**DATA TO EXAMINE**

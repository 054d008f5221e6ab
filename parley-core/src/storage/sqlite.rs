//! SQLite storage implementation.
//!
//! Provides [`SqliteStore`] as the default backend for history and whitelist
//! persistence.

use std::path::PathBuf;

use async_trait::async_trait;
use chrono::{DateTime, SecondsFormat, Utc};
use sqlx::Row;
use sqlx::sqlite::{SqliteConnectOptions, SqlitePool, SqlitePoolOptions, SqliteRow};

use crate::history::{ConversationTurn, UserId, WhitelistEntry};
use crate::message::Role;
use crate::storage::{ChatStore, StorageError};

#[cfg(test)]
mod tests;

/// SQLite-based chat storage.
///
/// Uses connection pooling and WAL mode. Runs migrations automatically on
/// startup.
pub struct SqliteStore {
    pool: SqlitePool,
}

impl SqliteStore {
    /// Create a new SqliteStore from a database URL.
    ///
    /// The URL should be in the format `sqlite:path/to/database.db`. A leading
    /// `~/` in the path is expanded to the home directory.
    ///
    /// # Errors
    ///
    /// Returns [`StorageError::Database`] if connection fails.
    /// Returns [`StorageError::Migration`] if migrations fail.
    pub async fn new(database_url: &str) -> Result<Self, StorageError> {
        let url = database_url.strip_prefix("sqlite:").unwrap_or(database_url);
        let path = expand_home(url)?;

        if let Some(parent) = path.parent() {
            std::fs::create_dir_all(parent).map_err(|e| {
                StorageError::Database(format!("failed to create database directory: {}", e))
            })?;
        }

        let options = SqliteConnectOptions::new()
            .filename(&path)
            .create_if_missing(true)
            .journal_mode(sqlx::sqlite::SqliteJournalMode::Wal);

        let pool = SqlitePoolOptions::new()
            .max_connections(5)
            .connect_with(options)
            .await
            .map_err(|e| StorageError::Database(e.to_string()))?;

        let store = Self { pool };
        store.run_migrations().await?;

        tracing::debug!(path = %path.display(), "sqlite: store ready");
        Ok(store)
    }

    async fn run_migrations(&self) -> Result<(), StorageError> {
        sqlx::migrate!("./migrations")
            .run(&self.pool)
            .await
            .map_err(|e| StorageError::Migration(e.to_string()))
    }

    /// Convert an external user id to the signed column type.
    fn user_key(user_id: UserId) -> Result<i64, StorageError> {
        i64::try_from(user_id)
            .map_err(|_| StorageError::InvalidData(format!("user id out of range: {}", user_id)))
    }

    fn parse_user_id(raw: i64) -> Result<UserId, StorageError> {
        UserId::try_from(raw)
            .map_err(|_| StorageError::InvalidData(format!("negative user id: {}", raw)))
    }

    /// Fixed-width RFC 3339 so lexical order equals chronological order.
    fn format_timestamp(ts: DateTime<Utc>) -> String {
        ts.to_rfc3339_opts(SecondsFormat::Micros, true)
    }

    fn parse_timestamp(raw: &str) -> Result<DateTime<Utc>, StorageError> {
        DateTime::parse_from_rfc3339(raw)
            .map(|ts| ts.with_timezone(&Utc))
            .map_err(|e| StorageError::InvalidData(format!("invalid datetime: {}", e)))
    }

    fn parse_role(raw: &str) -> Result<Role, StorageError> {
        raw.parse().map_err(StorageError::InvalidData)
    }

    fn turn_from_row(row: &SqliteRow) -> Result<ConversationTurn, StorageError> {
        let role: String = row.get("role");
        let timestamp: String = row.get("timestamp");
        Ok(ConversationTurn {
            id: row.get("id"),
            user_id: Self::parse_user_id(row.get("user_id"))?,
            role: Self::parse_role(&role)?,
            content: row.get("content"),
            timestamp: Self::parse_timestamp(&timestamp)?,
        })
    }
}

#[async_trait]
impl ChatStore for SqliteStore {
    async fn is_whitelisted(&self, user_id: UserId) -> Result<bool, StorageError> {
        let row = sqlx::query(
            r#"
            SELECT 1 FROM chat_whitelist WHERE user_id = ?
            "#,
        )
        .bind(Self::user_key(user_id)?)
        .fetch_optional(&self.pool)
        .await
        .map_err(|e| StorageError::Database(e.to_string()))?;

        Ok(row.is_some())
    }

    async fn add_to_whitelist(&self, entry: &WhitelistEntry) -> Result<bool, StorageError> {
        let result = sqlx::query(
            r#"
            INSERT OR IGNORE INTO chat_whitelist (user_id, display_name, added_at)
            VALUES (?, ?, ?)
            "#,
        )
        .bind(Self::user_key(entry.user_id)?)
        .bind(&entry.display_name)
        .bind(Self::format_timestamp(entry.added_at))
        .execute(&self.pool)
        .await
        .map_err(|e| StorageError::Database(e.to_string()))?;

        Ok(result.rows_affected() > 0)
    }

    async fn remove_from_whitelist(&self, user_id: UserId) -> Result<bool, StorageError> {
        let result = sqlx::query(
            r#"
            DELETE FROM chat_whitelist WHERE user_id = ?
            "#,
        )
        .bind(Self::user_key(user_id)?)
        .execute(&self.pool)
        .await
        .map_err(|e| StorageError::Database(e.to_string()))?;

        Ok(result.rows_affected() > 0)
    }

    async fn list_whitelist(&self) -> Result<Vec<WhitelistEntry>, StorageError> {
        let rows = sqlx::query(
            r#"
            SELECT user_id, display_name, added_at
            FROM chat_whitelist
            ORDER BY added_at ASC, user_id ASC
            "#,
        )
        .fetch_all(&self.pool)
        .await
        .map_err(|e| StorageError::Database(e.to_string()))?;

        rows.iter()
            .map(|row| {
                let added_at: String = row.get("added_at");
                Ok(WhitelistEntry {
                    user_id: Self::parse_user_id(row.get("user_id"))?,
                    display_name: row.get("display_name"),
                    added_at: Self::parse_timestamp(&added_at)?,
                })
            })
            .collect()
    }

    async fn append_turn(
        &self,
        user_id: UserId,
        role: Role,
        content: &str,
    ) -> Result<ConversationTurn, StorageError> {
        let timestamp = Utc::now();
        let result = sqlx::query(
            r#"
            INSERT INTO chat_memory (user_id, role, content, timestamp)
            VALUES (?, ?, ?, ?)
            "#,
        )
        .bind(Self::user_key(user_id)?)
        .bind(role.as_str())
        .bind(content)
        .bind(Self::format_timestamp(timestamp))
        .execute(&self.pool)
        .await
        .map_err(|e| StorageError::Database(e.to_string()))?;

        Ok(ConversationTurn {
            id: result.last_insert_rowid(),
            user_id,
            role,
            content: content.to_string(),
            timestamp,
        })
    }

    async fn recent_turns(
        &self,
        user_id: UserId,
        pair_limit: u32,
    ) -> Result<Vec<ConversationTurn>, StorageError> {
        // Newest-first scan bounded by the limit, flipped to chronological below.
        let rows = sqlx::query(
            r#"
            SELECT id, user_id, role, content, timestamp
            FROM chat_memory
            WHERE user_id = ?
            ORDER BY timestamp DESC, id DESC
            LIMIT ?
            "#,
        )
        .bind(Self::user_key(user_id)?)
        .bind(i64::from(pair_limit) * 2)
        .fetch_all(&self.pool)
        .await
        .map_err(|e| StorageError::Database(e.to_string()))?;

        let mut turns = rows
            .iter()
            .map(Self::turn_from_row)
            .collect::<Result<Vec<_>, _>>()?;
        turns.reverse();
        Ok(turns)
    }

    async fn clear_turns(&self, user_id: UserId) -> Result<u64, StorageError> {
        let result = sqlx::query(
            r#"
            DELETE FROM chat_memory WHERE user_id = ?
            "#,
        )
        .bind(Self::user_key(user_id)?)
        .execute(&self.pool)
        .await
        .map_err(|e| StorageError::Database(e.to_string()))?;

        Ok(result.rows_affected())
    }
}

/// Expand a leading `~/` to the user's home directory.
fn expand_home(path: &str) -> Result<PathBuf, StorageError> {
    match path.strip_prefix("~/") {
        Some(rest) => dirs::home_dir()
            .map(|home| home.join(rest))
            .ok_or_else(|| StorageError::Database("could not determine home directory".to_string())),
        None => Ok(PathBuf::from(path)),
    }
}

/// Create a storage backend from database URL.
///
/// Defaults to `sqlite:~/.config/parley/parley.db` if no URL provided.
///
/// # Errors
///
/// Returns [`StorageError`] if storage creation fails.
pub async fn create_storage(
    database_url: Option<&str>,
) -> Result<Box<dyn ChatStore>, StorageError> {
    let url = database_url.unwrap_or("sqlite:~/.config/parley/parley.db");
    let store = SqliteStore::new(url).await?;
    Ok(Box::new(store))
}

**TASK**
If a line of the listing above contains "WHERE", pick it out and copy it.

**RESULT**
            SELECT 1 FROM chat_whitelist WHERE user_id = ?
            DELETE FROM chat_whitelist WHERE user_id = ?
            WHERE user_id = ?
            DELETE FROM chat_memory WHERE user_id = ?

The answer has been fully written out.